Author(s): Riyan J. G. Van Den Born; Jan M. Fliervoet; Sander V. Meijerink
Linked Author(s):
Keywords: Llocation of tasks; Collaborative governance; Crowding-out effect; Floodplain management; Frames; Multi-stakeholder approach
Abstract: All over the world, governments have established integrated river basin management projects on local and regional scales to combine functions, such as flood protection, nature restoration, and other potentially conflicting land uses (e.g. recreational and agricultural activities). This has led to collaborative arrangements between diverse administrative levels, sectors and actors in the planning and implementation phase.
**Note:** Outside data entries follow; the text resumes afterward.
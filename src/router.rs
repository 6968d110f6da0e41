use crate::{handler, parse_pattern, trie::RouteNode, Context, HandlerFunc};
use http::{Method, StatusCode};
use std::collections::HashMap;

type Roots = HashMap<Method, RouteNode>;
type Handlers = HashMap<(Method, String), HandlerFunc>;

fn default_not_found_handler(c: &mut Context) {
	tracing::debug!(method = %c.method(), path = %c.path(), "no route matched");
	let body = format!("404 NOT FOUND: {}", c.path());
	c.string(StatusCode::NOT_FOUND, body);
}

/// Route table: one tree per method plus the handler registered for each exact pattern.
pub struct Router {
	roots: Roots,
	handlers: Handlers,
	not_found: HandlerFunc,
}

impl Default for Router {
	fn default() -> Self {
		Self {
			roots: Roots::default(),
			handlers: Handlers::default(),
			not_found: handler(default_not_found_handler),
		}
	}
}

impl Router {
	/// Register `route` for `method` and `pattern`.
	///
	/// Patterns are not validated. Registering the same pattern twice replaces the handler.
	pub fn add_route(&mut self, method: Method, pattern: &str, route: HandlerFunc) -> &mut Self {
		tracing::debug!(method = %method, pattern, "route registered");

		let parts = parse_pattern(pattern);
		self.roots
			.entry(method.clone())
			.or_default()
			.insert(pattern, &parts, 0);
		self.handlers.insert((method, pattern.to_owned()), route);
		self
	}

	/// Find the route matching `path`, returning its pattern and the bound parameters.
	pub fn get_route(
		&self,
		method: &Method,
		path: &str,
	) -> Option<(&str, HashMap<String, String>)> {
		let search_parts = parse_pattern(path);
		let node = self.roots.get(method)?.search(&search_parts, 0)?;

		let mut params = HashMap::new();
		for (index, part) in parse_pattern(node.pattern()).into_iter().enumerate() {
			if let Some(name) = part.strip_prefix(':') {
				params.insert(name.to_owned(), search_parts[index].to_owned());
			}
			if let Some(name) = part.strip_prefix('*') {
				if !name.is_empty() {
					params.insert(name.to_owned(), search_parts[index..].join("/"));
				}
				break;
			}
		}

		Some((node.pattern(), params))
	}

	/// Append the matching handler (or the not-found handler) to the context and run the chain.
	pub fn handle(&self, c: &mut Context) {
		let route = self
			.get_route(c.method(), c.path())
			.and_then(|(pattern, params)| {
				let key = (c.method().clone(), pattern.to_owned());
				self.handlers.get(&key).map(|route| (route, params))
			});

		match route {
			Some((route, params)) => {
				c.set_params(params);
				c.push_handlers(Some(route.clone()));
			}
			None => c.push_handlers(Some(self.not_found.clone())),
		}

		c.next();
	}

	/// The route tree for `method`, if anything was registered for it.
	pub fn root(&self, method: &Method) -> Option<&RouteNode> {
		self.roots.get(method)
	}
}

#[cfg(test)]
mod test {
	use super::Router;
	use crate::{handler, Context};
	use http::{Method, StatusCode};
	use std::collections::HashMap;

	fn reply(body: &'static str) -> crate::HandlerFunc {
		handler(move |c| c.string(StatusCode::OK, body))
	}

	fn params(pairs: &[(&str, &str)]) -> HashMap<String, String> {
		pairs
			.iter()
			.map(|(k, v)| (k.to_string(), v.to_string()))
			.collect()
	}

	fn router() -> Router {
		let mut router = Router::default();
		router
			.add_route(Method::GET, "/", reply("index"))
			.add_route(Method::GET, "/hello/:name", reply("hello"))
			.add_route(Method::GET, "/hello/b/c", reply("c"))
			.add_route(Method::GET, "/hi/:name", reply("hi"))
			.add_route(Method::GET, "/assets/*filepath", reply("assets"))
			.add_route(Method::POST, "/login", reply("login"));
		router
	}

	fn run(router: &Router, method: Method, path: &str) -> http::Response<Vec<u8>> {
		let mut ctx = Context::new(method, path);
		router.handle(&mut ctx);
		ctx.into_response()
	}

	#[test]
	fn adds_routes_per_method() {
		let router = router();

		assert!(router.root(&Method::GET).is_some());
		assert!(router.root(&Method::POST).is_some());
		assert!(router.root(&Method::PUT).is_none());
		assert_eq!(router.handlers.len(), 6);
	}

	#[test]
	fn binds_named_params() {
		let router = router();
		let (pattern, bound) = router.get_route(&Method::GET, "/hello/geektutu").unwrap();

		assert_eq!(pattern, "/hello/:name");
		assert_eq!(bound, params(&[("name", "geektutu")]));
	}

	#[test]
	fn binds_wildcards() {
		let router = router();
		let (pattern, bound) = router
			.get_route(&Method::GET, "/assets/css/app.css")
			.unwrap();

		assert_eq!(pattern, "/assets/*filepath");
		assert_eq!(bound, params(&[("filepath", "css/app.css")]));
	}

	#[test]
	fn bare_wildcard_binds_nothing() {
		let mut router = Router::default();
		router.add_route(Method::GET, "/static/*", reply("static"));
		let (pattern, bound) = router.get_route(&Method::GET, "/static/a/b").unwrap();

		assert_eq!(pattern, "/static/*");
		assert!(bound.is_empty());
	}

	#[test]
	fn separates_methods() {
		let router = router();

		assert!(router.get_route(&Method::GET, "/login").is_none());
		assert!(router.get_route(&Method::POST, "/login").is_some());
		assert!(router.get_route(&Method::DELETE, "/").is_none());
	}

	#[test]
	fn resolution_is_idempotent() {
		let router = router();
		let first = router.get_route(&Method::GET, "/hi/geektutu");

		for _ in 0..3 {
			assert_eq!(router.get_route(&Method::GET, "/hi/geektutu"), first);
		}
	}

	#[test]
	fn first_registered_segment_wins() {
		// "/hello/b/c" descends into ":name", so "b" never becomes a literal child.
		let router = router();
		let (pattern, bound) = router.get_route(&Method::GET, "/hello/b/c").unwrap();

		assert_eq!(pattern, "/hello/b/c");
		assert!(bound.is_empty());

		let (pattern, bound) = router.get_route(&Method::GET, "/hello/x/c").unwrap();
		assert_eq!(pattern, "/hello/b/c");
		assert!(bound.is_empty());
	}

	#[test]
	fn handles_matches() {
		let router = router();
		let response = run(&router, Method::GET, "/hello/geektutu");

		assert_eq!(response.status(), StatusCode::OK);
		assert_eq!(response.body(), b"hello");
	}

	#[test]
	fn handles_misses() {
		let router = router();
		let response = run(&router, Method::GET, "/nomatch");

		assert_eq!(response.status(), StatusCode::NOT_FOUND);
		assert_eq!(response.body(), b"404 NOT FOUND: /nomatch");
	}

	#[test]
	fn duplicate_registration_replaces_handler() {
		let mut router = Router::default();
		router
			.add_route(Method::GET, "/dup", reply("first"))
			.add_route(Method::GET, "/dup", reply("second"));

		assert_eq!(run(&router, Method::GET, "/dup").body(), b"second");
	}

	#[test]
	fn renamed_param_takes_over_branch() {
		let mut router = Router::default();
		router
			.add_route(Method::GET, "/a/:x", reply("x"))
			.add_route(Method::GET, "/a/:y", reply("y"));

		let (pattern, bound) = router.get_route(&Method::GET, "/a/1").unwrap();
		assert_eq!(pattern, "/a/:y");
		assert_eq!(bound, params(&[("y", "1")]));
		assert_eq!(run(&router, Method::GET, "/a/1").body(), b"y");
	}

	#[test]
	fn unnormalized_pattern_keeps_its_own_key() {
		let mut router = Router::default();
		router
			.add_route(Method::GET, "/b", reply("plain"))
			.add_route(Method::GET, "//b", reply("doubled"));

		assert_eq!(router.handlers.len(), 2);
		assert_eq!(run(&router, Method::GET, "/b").body(), b"doubled");
	}
}
use reqwest::{Client, ClientBuilder};
use std::collections::HashSet;
use std::time::Duration;
use url::Url;
use crate::error::OtError;

const DEFAULT_TIMEOUT_SECS: u64 = 30;

/// An HTTP client that only allows requests to approved domains.
/// Every outbound call from the tool layer goes through here.
#[derive(Debug, Clone)]
pub struct SandboxClient {
    client: Client,
    allowlist: HashSet<String>,
}

impl SandboxClient {
    /// Creates a client with the default allowlist and a 30s request timeout.
    pub fn new() -> Result<Self, OtError> {
        Self::with_settings(Duration::from_secs(DEFAULT_TIMEOUT_SECS), None)
    }

    /// Creates a client with an explicit timeout and optional `User-Agent`.
    pub fn with_settings(timeout: Duration, user_agent: Option<&str>) -> Result<Self, OtError> {
        let mut allowlist = HashSet::new();
        let domains = [
            "api.platform.opentargets.org", // Open Targets Platform GraphQL
            "localhost",
            "127.0.0.1",
        ];
        for d in domains {
            allowlist.insert(d.to_string());
        }

        let mut builder = ClientBuilder::new().timeout(timeout);
        if let Some(ua) = user_agent {
            builder = builder.user_agent(ua);
        }
        let client = builder
            .build()
            .map_err(|e| OtError::Config(format!("Failed to build HTTP client: {}", e)))?;

        Ok(Self { client, allowlist })
    }

    /// Appends an exact hostname to the allowlist.
    pub fn allow_domain(&mut self, domain: &str) {
        self.allowlist.insert(domain.to_string());
    }

    /// Allows the host of `url`. Fails if the URL has no host.
    pub fn allow_url(&mut self, url: &str) -> Result<(), OtError> {
        let parsed = Url::parse(url)
            .map_err(|e| OtError::Config(format!("Invalid URL {}: {}", url, e)))?;
        let host = parsed
            .host_str()
            .ok_or_else(|| OtError::Config(format!("URL has no host: {}", url)))?;
        self.allow_domain(host);
        Ok(())
    }

    /// Validates if a URL is permitted under the current sandbox policy.
    pub fn is_allowed(&self, url: &str) -> bool {
        let Ok(parsed) = Url::parse(url) else { return false };
        let Some(host) = parsed.host_str() else { return false };
        self.allowlist
            .iter()
            .any(|allowed| host == allowed || host.ends_with(&format!(".{}", allowed)))
    }

    /// Request builder for a POST to an allowed URL.
    pub fn post(&self, url: &str) -> Result<reqwest::RequestBuilder, OtError> {
        self.check(url)?;
        Ok(self.client.post(url))
    }

    fn check(&self, url: &str) -> Result<(), OtError> {
        if self.is_allowed(url) {
            Ok(())
        } else {
            Err(OtError::Security(format!(
                "Network capabilities capped: domain not in allowlist for URL {}",
                url
            )))
        }
    }
}

#[cfg(test)]
mod tests {
    use super::*;

    #[test]
    fn test_default_allowlist_accepts_open_targets() {
        let client = SandboxClient::new().unwrap();
        assert!(client.is_allowed("https://api.platform.opentargets.org/api/v4/graphql"));
        assert!(client.is_allowed("http://127.0.0.1:8080/graphql"));
    }

    #[test]
    fn test_rejects_unknown_domain() {
        let client = SandboxClient::new().unwrap();
        assert!(!client.is_allowed("https://example.com/graphql"));
        assert!(!client.is_allowed("not a url"));
        let err = client.post("https://example.com/graphql").unwrap_err();
        assert!(matches!(err, OtError::Security(_)));
    }

    #[test]
    fn test_subdomain_of_allowed_domain() {
        let mut client = SandboxClient::new().unwrap();
        client.allow_domain("ebi.ac.uk");
        assert!(client.is_allowed("https://www.ebi.ac.uk/api"));
        assert!(!client.is_allowed("https://notebi.ac.uk/api"));
    }

    #[test]
    fn test_allow_url_adds_host() {
        let mut client = SandboxClient::new().unwrap();
        client.allow_url("https://platform-dev.example.org/api/v4/graphql").unwrap();
        assert!(client.is_allowed("https://platform-dev.example.org/other"));
        assert!(client.allow_url("no-scheme").is_err());
    }
}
Following the finalization of the implementation phase, a new floodplain maintenance phase is called for. Maintaining multi-functional floodplains involves, for example, monitoring, the development of ecological infrastructure and the coordination of maintenance activities. This paper addresses how collaborative processes continue and are further shaped in the maintenance phase. Regional stakeholder’s frames were examined with respect to the following components: incentives, collaborative process, allocation of tasks including related responsibilities, and outcomes. Analysis of an unsuccessful case study indicates that the collaborative processes on the organizational and action levels were insufficiently connected, because of the lack of a strategy to integrate the outcomes of both processes. Moreover, underlying conflicting perspectives on collaborative maintenance, an economic perspective versus a perspective of collaboration with a platform of local nature organizations, obstructed effective collaborative governance aimed at maintaining multi-functional floodplains.